__AIM OF THE EXERCISE__: Wherever a line in the data below holds "tempfile", copy that line.

━━━━━ INPUT ━━━━━

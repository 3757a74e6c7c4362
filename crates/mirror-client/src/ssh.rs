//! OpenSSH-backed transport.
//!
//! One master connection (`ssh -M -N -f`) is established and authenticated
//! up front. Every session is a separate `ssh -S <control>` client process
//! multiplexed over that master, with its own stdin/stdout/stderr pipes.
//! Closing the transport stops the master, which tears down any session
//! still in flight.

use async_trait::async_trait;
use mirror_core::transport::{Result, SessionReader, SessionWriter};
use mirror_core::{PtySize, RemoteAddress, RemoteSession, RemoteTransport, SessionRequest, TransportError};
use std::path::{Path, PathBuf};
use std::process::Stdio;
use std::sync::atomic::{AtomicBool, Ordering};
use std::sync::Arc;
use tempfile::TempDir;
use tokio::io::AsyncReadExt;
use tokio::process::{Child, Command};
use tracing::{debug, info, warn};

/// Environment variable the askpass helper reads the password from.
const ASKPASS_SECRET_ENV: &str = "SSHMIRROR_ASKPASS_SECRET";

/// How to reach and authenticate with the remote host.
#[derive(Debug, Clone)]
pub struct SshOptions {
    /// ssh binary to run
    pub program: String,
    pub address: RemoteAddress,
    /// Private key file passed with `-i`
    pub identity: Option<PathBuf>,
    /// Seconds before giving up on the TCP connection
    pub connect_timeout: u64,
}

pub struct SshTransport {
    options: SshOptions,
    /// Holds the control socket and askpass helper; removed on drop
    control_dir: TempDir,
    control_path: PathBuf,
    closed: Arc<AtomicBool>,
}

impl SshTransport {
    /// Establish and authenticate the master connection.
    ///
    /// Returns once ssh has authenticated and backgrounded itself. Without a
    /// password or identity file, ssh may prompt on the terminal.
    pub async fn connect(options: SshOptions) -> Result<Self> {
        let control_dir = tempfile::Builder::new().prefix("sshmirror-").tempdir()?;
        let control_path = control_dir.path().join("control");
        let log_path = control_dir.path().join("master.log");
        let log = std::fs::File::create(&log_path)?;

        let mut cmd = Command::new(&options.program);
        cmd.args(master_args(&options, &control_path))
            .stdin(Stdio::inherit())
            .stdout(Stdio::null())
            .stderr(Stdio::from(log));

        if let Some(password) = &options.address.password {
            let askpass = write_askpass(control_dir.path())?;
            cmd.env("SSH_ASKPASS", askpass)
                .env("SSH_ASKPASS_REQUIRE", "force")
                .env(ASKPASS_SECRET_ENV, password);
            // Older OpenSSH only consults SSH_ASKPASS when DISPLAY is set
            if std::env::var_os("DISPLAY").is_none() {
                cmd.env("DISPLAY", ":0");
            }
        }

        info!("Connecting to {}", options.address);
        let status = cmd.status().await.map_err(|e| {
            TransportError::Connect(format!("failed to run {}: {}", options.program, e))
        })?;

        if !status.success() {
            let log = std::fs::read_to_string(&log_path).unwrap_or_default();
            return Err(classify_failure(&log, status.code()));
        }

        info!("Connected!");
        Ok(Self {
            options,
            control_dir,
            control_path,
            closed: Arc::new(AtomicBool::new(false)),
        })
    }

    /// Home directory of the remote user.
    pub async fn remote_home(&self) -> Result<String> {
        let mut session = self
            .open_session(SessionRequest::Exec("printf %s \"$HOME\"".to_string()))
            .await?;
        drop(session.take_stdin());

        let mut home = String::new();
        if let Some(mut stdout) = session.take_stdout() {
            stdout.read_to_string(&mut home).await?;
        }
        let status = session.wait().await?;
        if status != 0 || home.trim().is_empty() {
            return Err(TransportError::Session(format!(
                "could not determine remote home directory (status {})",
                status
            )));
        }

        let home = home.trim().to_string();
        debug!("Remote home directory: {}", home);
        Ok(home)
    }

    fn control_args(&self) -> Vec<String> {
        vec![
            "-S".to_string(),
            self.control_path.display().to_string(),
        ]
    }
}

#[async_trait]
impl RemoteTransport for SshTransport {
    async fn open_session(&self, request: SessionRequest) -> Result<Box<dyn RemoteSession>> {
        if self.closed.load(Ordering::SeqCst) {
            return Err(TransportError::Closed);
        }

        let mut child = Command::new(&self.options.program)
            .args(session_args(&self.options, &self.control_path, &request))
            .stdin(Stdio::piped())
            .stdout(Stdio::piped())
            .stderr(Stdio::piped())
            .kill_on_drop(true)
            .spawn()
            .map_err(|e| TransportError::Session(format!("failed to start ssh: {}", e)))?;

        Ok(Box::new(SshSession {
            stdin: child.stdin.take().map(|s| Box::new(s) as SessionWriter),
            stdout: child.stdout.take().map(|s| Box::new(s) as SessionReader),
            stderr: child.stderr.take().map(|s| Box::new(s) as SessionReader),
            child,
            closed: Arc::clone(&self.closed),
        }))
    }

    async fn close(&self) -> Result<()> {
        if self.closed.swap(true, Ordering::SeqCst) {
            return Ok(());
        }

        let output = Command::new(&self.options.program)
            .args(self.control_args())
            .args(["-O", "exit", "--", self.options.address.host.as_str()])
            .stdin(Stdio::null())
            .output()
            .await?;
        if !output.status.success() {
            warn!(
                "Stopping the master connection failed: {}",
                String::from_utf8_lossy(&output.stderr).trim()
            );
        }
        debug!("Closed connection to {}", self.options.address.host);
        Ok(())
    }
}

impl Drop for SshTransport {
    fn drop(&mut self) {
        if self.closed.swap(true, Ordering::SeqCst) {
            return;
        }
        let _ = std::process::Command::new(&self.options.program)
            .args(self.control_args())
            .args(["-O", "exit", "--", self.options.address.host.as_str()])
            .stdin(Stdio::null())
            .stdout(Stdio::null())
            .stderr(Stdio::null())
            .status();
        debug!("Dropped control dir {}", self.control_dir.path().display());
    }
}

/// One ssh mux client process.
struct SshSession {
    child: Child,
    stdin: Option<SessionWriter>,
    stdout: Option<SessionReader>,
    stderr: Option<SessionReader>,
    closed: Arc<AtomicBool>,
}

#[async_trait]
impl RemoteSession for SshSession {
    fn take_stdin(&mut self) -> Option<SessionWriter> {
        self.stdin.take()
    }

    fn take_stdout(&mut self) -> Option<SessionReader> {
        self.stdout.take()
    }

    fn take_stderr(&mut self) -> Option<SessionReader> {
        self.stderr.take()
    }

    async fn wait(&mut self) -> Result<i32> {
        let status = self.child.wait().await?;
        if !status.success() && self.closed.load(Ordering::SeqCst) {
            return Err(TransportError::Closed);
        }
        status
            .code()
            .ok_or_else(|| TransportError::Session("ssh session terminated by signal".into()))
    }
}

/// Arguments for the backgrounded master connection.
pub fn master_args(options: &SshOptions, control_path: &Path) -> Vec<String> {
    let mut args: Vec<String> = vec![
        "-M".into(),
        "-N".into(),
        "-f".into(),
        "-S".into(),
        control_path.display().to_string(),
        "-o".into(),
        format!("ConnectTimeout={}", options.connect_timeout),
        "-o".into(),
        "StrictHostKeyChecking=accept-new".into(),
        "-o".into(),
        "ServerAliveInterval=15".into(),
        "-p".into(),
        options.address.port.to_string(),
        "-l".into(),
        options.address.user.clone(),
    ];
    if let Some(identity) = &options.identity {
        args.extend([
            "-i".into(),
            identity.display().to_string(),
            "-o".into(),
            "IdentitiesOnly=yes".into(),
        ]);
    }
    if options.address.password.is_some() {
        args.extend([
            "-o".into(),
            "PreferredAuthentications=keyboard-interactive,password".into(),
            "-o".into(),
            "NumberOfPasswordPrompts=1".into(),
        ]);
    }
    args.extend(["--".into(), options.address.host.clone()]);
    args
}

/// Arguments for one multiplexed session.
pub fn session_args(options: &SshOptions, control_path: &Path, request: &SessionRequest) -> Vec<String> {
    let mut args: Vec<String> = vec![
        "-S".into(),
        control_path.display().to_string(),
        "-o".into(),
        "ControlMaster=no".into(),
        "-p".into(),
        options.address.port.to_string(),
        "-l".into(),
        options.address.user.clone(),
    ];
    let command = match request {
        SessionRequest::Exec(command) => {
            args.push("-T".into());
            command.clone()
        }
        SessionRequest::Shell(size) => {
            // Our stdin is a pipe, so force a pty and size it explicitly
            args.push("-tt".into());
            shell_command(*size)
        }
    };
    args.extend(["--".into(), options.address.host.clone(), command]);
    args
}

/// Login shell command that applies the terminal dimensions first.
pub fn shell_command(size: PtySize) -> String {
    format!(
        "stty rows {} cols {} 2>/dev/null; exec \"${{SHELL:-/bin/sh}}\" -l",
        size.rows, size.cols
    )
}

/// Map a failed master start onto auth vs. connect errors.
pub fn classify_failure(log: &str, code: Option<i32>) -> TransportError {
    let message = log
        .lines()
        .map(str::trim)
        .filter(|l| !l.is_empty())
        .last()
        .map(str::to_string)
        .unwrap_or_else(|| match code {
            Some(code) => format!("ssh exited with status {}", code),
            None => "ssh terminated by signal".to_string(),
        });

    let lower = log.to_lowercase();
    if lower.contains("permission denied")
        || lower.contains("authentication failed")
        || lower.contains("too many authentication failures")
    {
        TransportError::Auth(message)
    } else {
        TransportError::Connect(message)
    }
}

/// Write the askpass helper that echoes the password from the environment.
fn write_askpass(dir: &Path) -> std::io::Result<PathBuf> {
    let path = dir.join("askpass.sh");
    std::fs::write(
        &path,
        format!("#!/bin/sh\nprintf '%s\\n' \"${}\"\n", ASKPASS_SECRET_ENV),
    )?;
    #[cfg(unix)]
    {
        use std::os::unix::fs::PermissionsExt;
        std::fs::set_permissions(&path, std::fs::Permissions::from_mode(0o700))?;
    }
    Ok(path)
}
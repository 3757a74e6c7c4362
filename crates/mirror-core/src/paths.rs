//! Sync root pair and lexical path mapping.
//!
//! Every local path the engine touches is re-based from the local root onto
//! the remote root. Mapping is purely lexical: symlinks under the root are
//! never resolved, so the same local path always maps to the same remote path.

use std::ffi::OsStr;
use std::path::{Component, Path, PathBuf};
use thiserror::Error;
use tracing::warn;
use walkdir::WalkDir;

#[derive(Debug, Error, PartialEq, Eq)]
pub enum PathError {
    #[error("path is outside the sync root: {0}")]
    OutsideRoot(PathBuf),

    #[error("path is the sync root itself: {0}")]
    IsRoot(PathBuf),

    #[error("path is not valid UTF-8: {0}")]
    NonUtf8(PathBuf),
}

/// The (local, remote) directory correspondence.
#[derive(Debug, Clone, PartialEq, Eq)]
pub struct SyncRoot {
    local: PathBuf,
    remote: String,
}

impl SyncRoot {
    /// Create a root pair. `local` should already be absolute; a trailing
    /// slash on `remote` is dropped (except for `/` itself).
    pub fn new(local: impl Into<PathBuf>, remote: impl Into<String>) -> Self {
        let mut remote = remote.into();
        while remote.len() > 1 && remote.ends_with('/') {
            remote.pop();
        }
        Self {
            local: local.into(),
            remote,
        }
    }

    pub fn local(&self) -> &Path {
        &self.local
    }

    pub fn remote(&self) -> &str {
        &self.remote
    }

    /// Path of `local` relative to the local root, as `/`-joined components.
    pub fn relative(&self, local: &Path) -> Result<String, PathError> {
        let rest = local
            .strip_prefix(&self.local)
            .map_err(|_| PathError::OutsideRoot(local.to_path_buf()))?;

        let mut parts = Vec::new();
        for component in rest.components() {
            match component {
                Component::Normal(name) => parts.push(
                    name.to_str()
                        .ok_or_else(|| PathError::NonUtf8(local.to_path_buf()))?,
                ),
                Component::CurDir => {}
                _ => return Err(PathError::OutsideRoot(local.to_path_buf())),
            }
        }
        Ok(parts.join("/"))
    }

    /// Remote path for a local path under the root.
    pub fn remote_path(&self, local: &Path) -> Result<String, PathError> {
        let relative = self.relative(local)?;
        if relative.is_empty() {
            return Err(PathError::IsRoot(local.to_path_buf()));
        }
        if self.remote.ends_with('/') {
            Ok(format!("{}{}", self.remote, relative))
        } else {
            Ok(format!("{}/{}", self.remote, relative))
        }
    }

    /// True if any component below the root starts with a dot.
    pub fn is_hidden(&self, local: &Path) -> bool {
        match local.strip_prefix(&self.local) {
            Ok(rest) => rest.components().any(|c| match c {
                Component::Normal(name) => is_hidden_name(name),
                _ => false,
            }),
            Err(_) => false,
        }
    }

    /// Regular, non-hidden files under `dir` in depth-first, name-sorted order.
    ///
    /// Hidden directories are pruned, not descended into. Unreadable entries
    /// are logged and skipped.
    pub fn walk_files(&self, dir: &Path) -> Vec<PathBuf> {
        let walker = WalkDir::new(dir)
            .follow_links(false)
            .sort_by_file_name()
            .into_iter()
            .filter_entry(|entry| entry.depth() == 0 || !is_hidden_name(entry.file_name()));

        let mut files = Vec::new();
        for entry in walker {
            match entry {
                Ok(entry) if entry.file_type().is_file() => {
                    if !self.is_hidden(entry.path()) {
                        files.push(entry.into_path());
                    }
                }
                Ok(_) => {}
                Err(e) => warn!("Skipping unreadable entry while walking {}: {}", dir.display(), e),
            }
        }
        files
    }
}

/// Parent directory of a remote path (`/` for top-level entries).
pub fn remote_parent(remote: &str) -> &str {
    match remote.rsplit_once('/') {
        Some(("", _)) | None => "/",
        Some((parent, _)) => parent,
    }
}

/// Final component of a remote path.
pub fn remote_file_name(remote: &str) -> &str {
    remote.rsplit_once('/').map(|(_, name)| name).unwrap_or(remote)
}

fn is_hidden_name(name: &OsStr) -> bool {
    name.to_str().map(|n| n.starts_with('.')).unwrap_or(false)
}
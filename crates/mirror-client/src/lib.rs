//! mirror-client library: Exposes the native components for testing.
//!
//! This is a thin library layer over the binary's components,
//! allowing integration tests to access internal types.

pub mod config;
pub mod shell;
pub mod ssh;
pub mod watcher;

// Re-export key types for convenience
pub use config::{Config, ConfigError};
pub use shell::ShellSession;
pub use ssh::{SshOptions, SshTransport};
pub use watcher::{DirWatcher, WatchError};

━━━━━

__SOLVED PROBLEM__:
use tempfile::TempDir;
        let control_dir = tempfile::Builder::new().prefix("sshmirror-").tempdir()?;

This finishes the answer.